Although quadratic probing eliminates primary clustering, elements that hash to the same position will probe the same alternate cells. This is known as secondary clustering. Secondary clustering is a slight theoretical blemish. Simulation results suggest that it generally causes less than an extra probe per search. The following technique eliminates this, but does so at the cost of extra multiplications and divisions.
Double Hashing
The last collision resolution method we will examine is double hashing. For double hashing, one popular choice is f(i) = i h2(x). This formula says that we apply a second hash function to x and probe at a distance h2(x), 2h2(x), . . ., and so on. A poor choice of h2(x) would be disastrous. For instance, the obvious choice h2(x) = x mod 9 would not help if 99 were inserted into the input in the previous examples. Thus, the function must never evaluate to zero. It is also important to make sure all cells can be probed (this is not possible in the example below, because the table size is not prime). A function such as h2(x) = R - (x mod R), with R a prime smaller than H_SIZE, will work well. If we choose R = 7, then Figure 5.18 shows the results of inserting the same keys as before.
void insert(element_type key, HASH_TABLE H)
{
position pos;
pos = find(key, H);
if(H->the_cells[pos].info != legitimate){ /* ok to insert here */
H->the_cells[pos].info = legitimate;
H->the_cells[pos].element = key;
/* Probably need strcpy!! */
}
}
Figure 5.17 Insert routine for closed hash tables with quadratic probing
The first collision occurs when 49 is inserted. h2(49) = 7 - 0 = 7, so 49 is inserted in position
- h2(58) = 7 - 2 = 5, so 58 is inserted at location 3. Finally, 69 collides and is inserted at a distance h2(69) = 7 - 6 = 1 away. If we tried to insert 60 in position 0, we would have a collision. Since h2(60) = 7 - 4 = 3, we would then try positions 3, 6, 9, and then 2 until an empty spot is found. It is generally possible to find some bad case, but there are not too many here.
As we have said before, the size of our sample hash table is not prime.

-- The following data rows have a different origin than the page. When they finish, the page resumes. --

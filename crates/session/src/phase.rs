use serde::{Deserialize, Serialize};

/// Where the session is in its linear lifecycle.
///
/// Phases advance strictly left to right and stop at `Failed`; there is no
/// in-process retry or teardown path. Recovery is a fresh bootstrap, which
/// in a browser host means a page reload.
#[derive(Debug, Clone, Copy, Default, PartialEq, Eq, Serialize, Deserialize)]
#[serde(rename_all = "lowercase")]
pub enum SessionPhase {
    #[default]
    Uninitialized,
    /// The SDK script is being fetched.
    Loading,
    /// The script arrived; the platform init call and the dependent
    /// context/profile/permission queries are in flight.
    Initializing,
    Ready,
    Failed,
}

impl std::fmt::Display for SessionPhase {
    fn fmt(&self, f: &mut std::fmt::Formatter<'_>) -> std::fmt::Result {
        let name = match self {
            Self::Uninitialized => "uninitialized",
            Self::Loading => "loading",
            Self::Initializing => "initializing",
            Self::Ready => "ready",
            Self::Failed => "failed",
        };
        write!(f, "{name}")
    }
}
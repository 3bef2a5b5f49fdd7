/// Shared error type used across all liffground crates.
#[derive(thiserror::Error, Debug)]
pub enum Error {
    #[error("IO: {0}")]
    Io(#[from] std::io::Error),

    #[error("JSON: {0}")]
    Json(#[from] serde_json::Error),

    #[error("HTTP: {0}")]
    Http(String),

    #[error("invalid SDK version {0:?}: expected a bare major (\"2\") or a dotted triple (\"2.5.1\")")]
    Version(String),

    #[error("config: {0}")]
    Config(String),

    #[error("platform {call}: {message}")]
    Platform { call: String, message: String },

    #[error("session not ready: {0}")]
    NotReady(&'static str),

    #[error("capability not granted: {0}")]
    Unsupported(String),
}

impl Error {
    /// Shorthand for a failed platform SDK call.
    pub fn platform(call: impl Into<String>, message: impl Into<String>) -> Self {
        Self::Platform {
            call: call.into(),
            message: message.into(),
        }
    }
}

pub type Result<T> = std::result::Result<T, Error>;
//! Capability resolution.
//!
//! A pure function from the signals known after initialization to the
//! capability set. Signals disagree in practice: the context advertises
//! registered scopes, the granted-permission query (when the build supports
//! it) says what the user actually allowed, and static probes say what the
//! build can do at all. The rules:
//!
//! - scan-code-v2 follows its probe alone, login-independent.
//! - share-target-picker needs its probe plus a logged-in user.
//! - send-message needs a logged-in user and either an explicit grant that
//!   agrees with the scope hint, or — when the grant query is unavailable —
//!   the scope hint alone in a context type that can receive messages.

use serde::{Deserialize, Serialize};

use lg_domain::{Capability, CapabilitySet, ContextType, Scope};

/// Outcomes of the static feature probes, each already collapsed so that a
/// throwing probe reads as `false`.
#[derive(Debug, Clone, Copy, Default, PartialEq, Eq, Serialize, Deserialize)]
pub struct ProbeResults {
    pub share_target_picker: bool,
    pub scan_code_v2: bool,
}

/// Everything the resolver looks at. Same inputs, same output.
#[derive(Debug, Clone)]
pub struct CapabilityInputs<'a> {
    pub logged_in: bool,
    pub probes: ProbeResults,
    /// Context scope list contains `chat_message.write`.
    pub scope_hint: bool,
    /// Explicit granted-permission query result. `None` when the SDK build
    /// does not support the query.
    pub granted: Option<&'a [Scope]>,
    /// Absent when the surface returned no context.
    pub context_type: Option<ContextType>,
    /// Context types excluded from the send-message fallback heuristic.
    pub excluded: &'a [ContextType],
}

pub fn resolve(inputs: &CapabilityInputs<'_>) -> CapabilitySet {
    let mut set = CapabilitySet::new();

    if inputs.probes.scan_code_v2 {
        set.insert(Capability::ScanCodeV2);
    }

    if !inputs.logged_in {
        // Permission-gated capabilities never appear for logged-out sessions.
        return set;
    }

    if inputs.probes.share_target_picker {
        set.insert(Capability::ShareTargetPicker);
    }

    if send_message_allowed(inputs) {
        set.insert(Capability::SendMessage);
    }

    set
}

fn send_message_allowed(inputs: &CapabilityInputs<'_>) -> bool {
    match inputs.granted {
        // A non-empty grant list is authoritative: both the hint and the
        // explicit grant must agree.
        Some(granted) if !granted.is_empty() => {
            inputs.scope_hint && granted.contains(&Scope::ChatMessageWrite)
        }
        // Query unsupported or returned nothing: fall back to the scope
        // hint, restricted to context types that can receive messages.
        _ => {
            inputs.scope_hint
                && inputs
                    .context_type
                    .is_some_and(|t| !inputs.excluded.contains(&t))
        }
    }
}

#[cfg(test)]
mod tests {
    use super::*;

    const EXCLUDED: &[ContextType] = &[ContextType::None, ContextType::External];

    fn inputs<'a>(granted: Option<&'a [Scope]>) -> CapabilityInputs<'a> {
        CapabilityInputs {
            logged_in: true,
            probes: ProbeResults {
                share_target_picker: true,
                scan_code_v2: true,
            },
            scope_hint: true,
            granted,
            context_type: Some(ContextType::Utou),
            excluded: EXCLUDED,
        }
    }

    #[test]
    fn explicit_grant_enables_send_message() {
        let granted = [Scope::ChatMessageWrite];
        let set = resolve(&inputs(Some(&granted)));
        assert!(set.contains(&Capability::SendMessage));
        assert!(set.contains(&Capability::ShareTargetPicker));
        assert!(set.contains(&Capability::ScanCodeV2));
    }

    #[test]
    fn grant_without_message_scope_denies_send_message() {
        let granted = [Scope::Profile, Scope::OpenId];
        let set = resolve(&inputs(Some(&granted)));
        assert!(!set.contains(&Capability::SendMessage));
        assert!(set.contains(&Capability::ShareTargetPicker));
    }

    #[test]
    fn grant_disagreeing_with_hint_denies_send_message() {
        let granted = [Scope::ChatMessageWrite];
        let mut i = inputs(Some(&granted));
        i.scope_hint = false;
        assert!(!resolve(&i).contains(&Capability::SendMessage));
    }

    #[test]
    fn unsupported_query_falls_back_to_hint_and_context() {
        // utou context, hint true, no grant data: heuristic applies.
        let set = resolve(&inputs(None));
        assert!(set.contains(&Capability::SendMessage));
    }

    #[test]
    fn empty_grant_list_also_falls_back() {
        let granted: [Scope; 0] = [];
        let set = resolve(&inputs(Some(&granted)));
        assert!(set.contains(&Capability::SendMessage));
    }

    #[test]
    fn fallback_respects_excluded_context_types() {
        for excluded_type in [ContextType::None, ContextType::External] {
            let mut i = inputs(None);
            i.context_type = Some(excluded_type);
            assert!(
                !resolve(&i).contains(&Capability::SendMessage),
                "{excluded_type:?} must not get the fallback"
            );
        }
    }

    #[test]
    fn fallback_exclusion_list_is_configuration() {
        // With an empty exclusion list even an external context passes.
        let mut i = inputs(None);
        i.context_type = Some(ContextType::External);
        i.excluded = &[];
        assert!(resolve(&i).contains(&Capability::SendMessage));
    }

    #[test]
    fn missing_context_denies_the_fallback() {
        let mut i = inputs(None);
        i.context_type = None;
        assert!(!resolve(&i).contains(&Capability::SendMessage));
    }

    #[test]
    fn logged_out_keeps_only_static_probes() {
        let mut i = inputs(None);
        i.logged_in = false;
        let set = resolve(&i);
        assert_eq!(set.len(), 1);
        assert!(set.contains(&Capability::ScanCodeV2));
    }

    #[test]
    fn failed_probes_contribute_nothing() {
        let mut i = inputs(None);
        i.probes = ProbeResults::default();
        i.scope_hint = false;
        assert!(resolve(&i).is_empty());
    }

    #[test]
    fn resolution_is_deterministic() {
        let granted = [Scope::ChatMessageWrite, Scope::Profile];
        let a = resolve(&inputs(Some(&granted)));
        let b = resolve(&inputs(Some(&granted)));
        assert_eq!(a, b);
    }
}
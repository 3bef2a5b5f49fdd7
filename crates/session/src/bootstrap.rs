//! The bootstrap sequence.
//!
//! load → init → context/client/os → probes → (if logged in) profile,
//! tokens, granted permissions → capability resolution. Every step depends
//! on state established by the previous one, so everything is awaited
//! sequentially. Any failure lands the session in `Failed` with a logged
//! error and no automatic retry; recovery is a fresh bootstrap.

use std::sync::Arc;

use lg_domain::error::Result;
use lg_domain::{Context, IdentityTokens, SdkVersionSelection};
use lg_platform::{PlatformSdk, ScriptSource, SdkHandle};

use crate::capability::{resolve, CapabilityInputs, ProbeResults};
use crate::phase::SessionPhase;
use crate::state::{SdkInfo, Session};

impl Session {
    /// Run the full lifecycle against the given script source and provider.
    ///
    /// A malformed configured version is rejected up front with no state
    /// change at all, matching the loader contract.
    pub async fn bootstrap(&self, source: &dyn ScriptSource, sdk: Arc<dyn PlatformSdk>) {
        let selection =
            match SdkVersionSelection::parse(&self.config.sdk.version, self.config.sdk.patch) {
                Ok(selection) => selection,
                Err(e) => {
                    tracing::error!(
                        version = %self.config.sdk.version,
                        error = %e,
                        "invalid SDK version format; nothing loaded"
                    );
                    return;
                }
            };

        self.tx.send_modify(|snap| {
            snap.phase = SessionPhase::Loading;
            snap.selection = Some(selection.clone());
        });

        if let Err(e) = source.fetch(&selection).await {
            tracing::error!(version = %selection.version, error = %e, "SDK script load failed");
            self.tx.send_modify(|snap| snap.phase = SessionPhase::Failed);
            return;
        }

        *self.sdk.lock() = SdkHandle::ready(Arc::clone(&sdk));
        self.tx.send_modify(|snap| {
            snap.sdk_loaded = true;
            snap.phase = SessionPhase::Initializing;
        });

        if let Err(e) = self.initialize(sdk).await {
            tracing::error!(error = %e, "platform initialization failed");
            self.tx.send_modify(|snap| {
                snap.phase = SessionPhase::Failed;
                snap.ready = false;
            });
        }
    }

    async fn initialize(&self, sdk: Arc<dyn PlatformSdk>) -> Result<()> {
        sdk.init(&self.config.liff_id).await?;

        let context = sdk.get_context().await?;
        let in_client = sdk.is_in_client().await?;
        let os = sdk.get_os().await?;
        let sdk_info = SdkInfo {
            version: sdk.get_version().await.ok(),
            app_language: sdk.get_app_language().await.ok(),
            language: sdk.get_language().await.ok(),
            line_version: sdk.get_line_version().await.ok().flatten(),
        };

        let probes = ProbeResults {
            share_target_picker: probe(sdk.as_ref(), "shareTargetPicker").await,
            scan_code_v2: probe(sdk.as_ref(), "scanCodeV2").await,
        };
        let scope_hint = context.as_ref().is_some_and(Context::hints_message_write);

        let logged_in = sdk.is_logged_in().await?;

        let mut profile = None;
        let mut tokens = IdentityTokens::default();
        let mut granted = None;
        if logged_in {
            profile = Some(sdk.get_profile().await?);
            tokens.id_token = sdk.get_id_token().await?;
            tokens.access_token = sdk.get_access_token().await?;
            tokens.decoded = sdk.get_decoded_id_token().await?;

            granted = match sdk.get_granted_all().await {
                Ok(result) => result,
                Err(e) => {
                    // Older builds throw instead of answering; same as "no
                    // result" for resolution purposes.
                    tracing::warn!(error = %e, "granted-permission query unavailable");
                    None
                }
            };
        }

        let capabilities = resolve(&CapabilityInputs {
            logged_in,
            probes,
            scope_hint,
            granted: granted.as_deref(),
            context_type: context.as_ref().map(|c| c.context_type),
            excluded: &self.config.capabilities.fallback_excluded_context_types,
        });

        tracing::info!(
            logged_in,
            in_client,
            capabilities = ?capabilities,
            "session ready"
        );

        self.tx.send_modify(|snap| {
            snap.phase = SessionPhase::Ready;
            snap.ready = true;
            snap.logged_in = logged_in;
            snap.context = context;
            snap.in_client = in_client;
            snap.os = Some(os);
            snap.sdk_info = sdk_info;
            snap.probes = probes;
            snap.profile = profile;
            snap.tokens = tokens;
            snap.granted_scopes = granted;
            snap.capabilities = capabilities;
        });

        Ok(())
    }
}

/// Wrapped feature probe: an unsupported or throwing probe reads as `false`
/// and never propagates.
async fn probe(sdk: &dyn PlatformSdk, api: &str) -> bool {
    match sdk.is_api_available(api).await {
        Ok(available) => available,
        Err(e) => {
            tracing::debug!(api, error = %e, "feature probe failed; treating as unavailable");
            false
        }
    }
}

We have done this for convenience in computing the hash function, but it is worth seeing why it is important to make sure the table size is prime when double hashing is used. If we attempt to insert 23 into the table, it would collide with 58. Since h2(23) = 7 - 2 = 5, and the table size is 10, we essentially have only one alternate location, and it is already taken. Thus, if the table size is not prime, it is possible to run out of alternate locations prematurely. However, if double hashing is correctly implemented, simulations imply that the expected number of probes is almost the same as for a random collision resolution strategy. This makes double hashing theoretically interesting. Quadratic probing, however, does not require the use of a second hash function and is thus likely to be simpler and faster in practice.